A sea otter and her pup in California’s Morro Bay. Photo: Anchor Lee

The Inertia

By 1911, sea otters had almost been hunted to extinction. Prized for their rich fur pelts, populations dwindled to less than 2,000 individuals, less than one percent of their original global population, spread out across eleven isolated groups in Russia, Alaska, and California. Unsurprisingly, the removal of the sea otter had cascading effects on the ecosystems in which they once thrived. 

According to a new study published on Nature.com, the recolonization of sea otters into their traditional habitats slows down the erosion of salt marsh edges in estuaries. The study observed the wetlands of Elkhorn Slough in California’s Monterey Bay and found that the otters’ predation of burrowing crabs led to strengthening of the marshes’ edges and reduced erosion.

The burrowing crabs dig into the marsh banks, compromising its structural integrity. Eventually storms or large swells can cause these banks to collapse. Along with analyzing erosion rates since the 1930s, researchers isolated several marsh creeks from the sea otters for three years and found that those creeks with sea otters eroded at slower rates than those without sea otters.

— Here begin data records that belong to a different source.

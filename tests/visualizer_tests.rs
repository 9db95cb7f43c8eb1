// End-to-end ticks: synthetic frames in, render lists out.

use audioviz_web::core::constants::BIN_COUNT;
use audioviz_web::core::mappers::{BarParams, SpherePulse};
use audioviz_web::core::scene::{Primitive, Shading};
use audioviz_web::core::{SpectrumFrame, VariantKind, Visualizer};
use std::rc::Rc;

fn ramp() -> SpectrumFrame {
    SpectrumFrame::from_bins((0..BIN_COUNT).map(|i| (i * 2) as u8).collect())
}

fn loud() -> SpectrumFrame {
    SpectrumFrame::from_bins(vec![255; BIN_COUNT])
}

fn count(viz: &Visualizer, primitive: Primitive) -> usize {
    viz.render_list()
        .items
        .iter()
        .filter(|i| i.primitive == primitive)
        .count()
}

#[test]
fn every_variant_ticks_without_audio() {
    let silent = SpectrumFrame::silent(BIN_COUNT);
    for kind in VariantKind::ALL {
        let mut viz = Visualizer::new(kind.config());
        for n in 0..3 {
            viz.tick(&silent, n as f64 / 60.0);
        }
        assert_eq!(viz.kind(), kind);
        assert_eq!(viz.parameters().level, 0.0);
        assert!(viz.render_list().items.iter().all(|i| i.model.is_finite()));
    }
}

#[test]
fn silent_frame_rests_the_bars_and_sphere() {
    let mut viz = Visualizer::new(VariantKind::Spectrum.config());
    viz.tick(&loud(), 0.0);
    viz.tick(&SpectrumFrame::silent(BIN_COUNT), 1.0 / 60.0);
    let p = viz.parameters();
    assert!(p.bars.iter().all(|b| *b == BarParams::REST));
    assert_eq!(p.sphere, SpherePulse::REST);
    let wave = p.waveform.as_ref().unwrap();
    assert!((0..wave.points().len()).all(|i| wave.displacement(i) == Some(0.0)));
}

#[test]
fn spectrum_scene_layout() {
    let mut viz = Visualizer::new(VariantKind::Spectrum.config());
    let list = viz.tick(&ramp(), 0.5);
    assert_eq!(list.items.len(), 65);
    assert_eq!(list.lines.len(), 1);
    assert_eq!(list.lines[0].points.len(), 256);
    assert!(list.starfield.is_some());
    assert!(list.bloom().is_some());
    assert_eq!(count(&viz, Primitive::Cube), 64);
    assert_eq!(count(&viz, Primitive::Sphere), 1);
}

#[test]
fn bars_grow_with_their_bin() {
    let mut viz = Visualizer::new(VariantKind::Spectrum.config());
    viz.tick(&ramp(), 0.0);
    let bars = &viz.parameters().bars;
    // bin 10 carries 20 -> 1 + 20/255 * 3
    assert!((bars[10].scale_y - (1.0 + 20.0 / 255.0 * 3.0)).abs() < 1e-5);
    assert!(bars.windows(2).all(|w| w[1].scale_y >= w[0].scale_y));
}

#[test]
fn waveform_base_positions_never_move() {
    let mut viz = Visualizer::new(VariantKind::Spectrum.config());
    viz.tick(&ramp(), 0.0);
    let xs: Vec<f32> = viz.render_list().lines[0].points.iter().map(|p| p.x).collect();
    viz.tick(&loud(), 0.1);
    let after: Vec<f32> = viz.render_list().lines[0].points.iter().map(|p| p.x).collect();
    assert_eq!(xs, after);
    assert!(viz.render_list().lines[0].points.iter().all(|p| (p.y - 2.0).abs() < 1e-6));
}

#[test]
fn orbit_scene_layout() {
    let mut viz = Visualizer::new(VariantKind::Orbit.config());
    viz.tick(&ramp(), 1.0);
    assert_eq!(count(&viz, Primitive::Cube), 64 + 3);
    assert_eq!(count(&viz, Primitive::Ring), 3);
    assert_eq!(count(&viz, Primitive::Sphere), 1);
    assert!(viz.render_list().lines.is_empty());
}

#[test]
fn rings_spin_with_elapsed_time() {
    let mut viz = Visualizer::new(VariantKind::Orbit.config());
    viz.tick(&loud(), 0.0);
    assert_eq!(viz.parameters().rings.angle, 0.0);
    viz.tick(&loud(), 1.0);
    // 0.005 per frame at 60 fps
    assert!((viz.parameters().rings.angle - 0.3).abs() < 1e-5);
    assert!((viz.parameters().rings.scale - 1.2).abs() < 1e-5);
    // time going backwards never unwinds the spin
    viz.tick(&loud(), 0.5);
    assert!((viz.parameters().rings.angle - 0.3).abs() < 1e-5);
}

#[test]
fn nebula_uses_bucketed_bands() {
    let mut viz = Visualizer::new(VariantKind::Nebula.config());
    viz.tick(&ramp(), 0.0);
    assert_eq!(viz.frequencies().len(), 8);
    assert_eq!(count(&viz, Primitive::Cloud), 8);
    assert!(viz
        .render_list()
        .items
        .iter()
        .all(|i| i.material.shading == Shading::Soft));
    assert!(viz.frequencies().iter().all(|f| f.is_finite()));
}

#[test]
fn crystal_has_three_shells() {
    let mut viz = Visualizer::new(VariantKind::Crystal.config());
    viz.tick(&loud(), 0.0);
    assert_eq!(count(&viz, Primitive::Icosphere), 3);
    let crystal = viz.parameters().crystal.unwrap();
    assert!(crystal.pulse.outer_scale > 1.0);
}

#[test]
fn network_scenes_ignore_audio() {
    let mut a = Visualizer::new(VariantKind::Network.config());
    let mut b = Visualizer::new(VariantKind::Network.config());
    a.tick(&loud(), 0.75);
    b.tick(&SpectrumFrame::silent(BIN_COUNT), 0.75);
    assert_eq!(a.render_list().items, b.render_list().items);
    assert_eq!(a.render_list().lines.len(), 150);
    // nodes plus one packet per connection
    assert_eq!(a.render_list().items.len(), 100 + 150);

    let mut synapse = Visualizer::new(VariantKind::Synapse.config());
    synapse.tick(&loud(), 0.75);
    assert_eq!(synapse.render_list().items.len(), 100);
    assert!(synapse.render_list().lines.iter().all(|l| l.dash.is_some()));
}

#[test]
fn composing_the_same_parameters_is_idempotent() {
    for kind in VariantKind::ALL {
        let mut viz = Visualizer::new(kind.config());
        viz.tick(&ramp(), 0.3);
        let first = viz.composer().compose(viz.parameters());
        let second = viz.composer().compose(viz.parameters());
        assert_eq!(first, second);
        assert_eq!(&first, viz.render_list());
    }
}

#[test]
fn starfield_is_shared_not_regenerated() {
    let mut viz = Visualizer::new(VariantKind::Spectrum.config());
    let before = viz.tick(&ramp(), 0.0).starfield.clone().unwrap();
    let after = viz.tick(&ramp(), 0.1).starfield.clone().unwrap();
    assert!(Rc::ptr_eq(&before, &after));
    assert_eq!(before.len(), 5000);
}

#[test]
fn short_frames_do_not_panic() {
    let tiny = SpectrumFrame::from_bins(vec![200, 100]);
    for kind in VariantKind::ALL {
        let mut viz = Visualizer::new(kind.config());
        viz.tick(&tiny, 0.0);
        viz.tick(&SpectrumFrame::from_bins(Vec::new()), 0.1);
        assert_eq!(viz.parameters().level, 0.0);
    }
}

Sea otters first returned to Elkhorn Slough in 1984, in part due to the Monterey Bay Aquarium’s program for raising and releasing orphaned otters. Otter populations, between the northern and southern subspecies, once ranged from Baja California, Mexico all the way north to Alaska, and across the Pacific to Russia and the northern islands of Japan. Today, the southern sea otter is found only on the Central Coast of California, while the northern sea otter is found in areas of Washington state, Canada, Alaska, Eastern Russia, and Northern Japan.

While populations are stable and slowly growing, the sea otter is still protected under the endangered species act and incredibly vulnerable. The Monterey Bay Aquarium says an oil spill is the biggest threat to sea otters, given that the southern subspecies in particular lives in a relatively small geographic area.

The study bolsters the arguments that predators have cascading effects on the vegetation of their ecosystem. The researchers compared their findings to the famous example of how the reintroduction of wolves in Yellowstone National Park reduced the erosion of stream banks, among other improvements.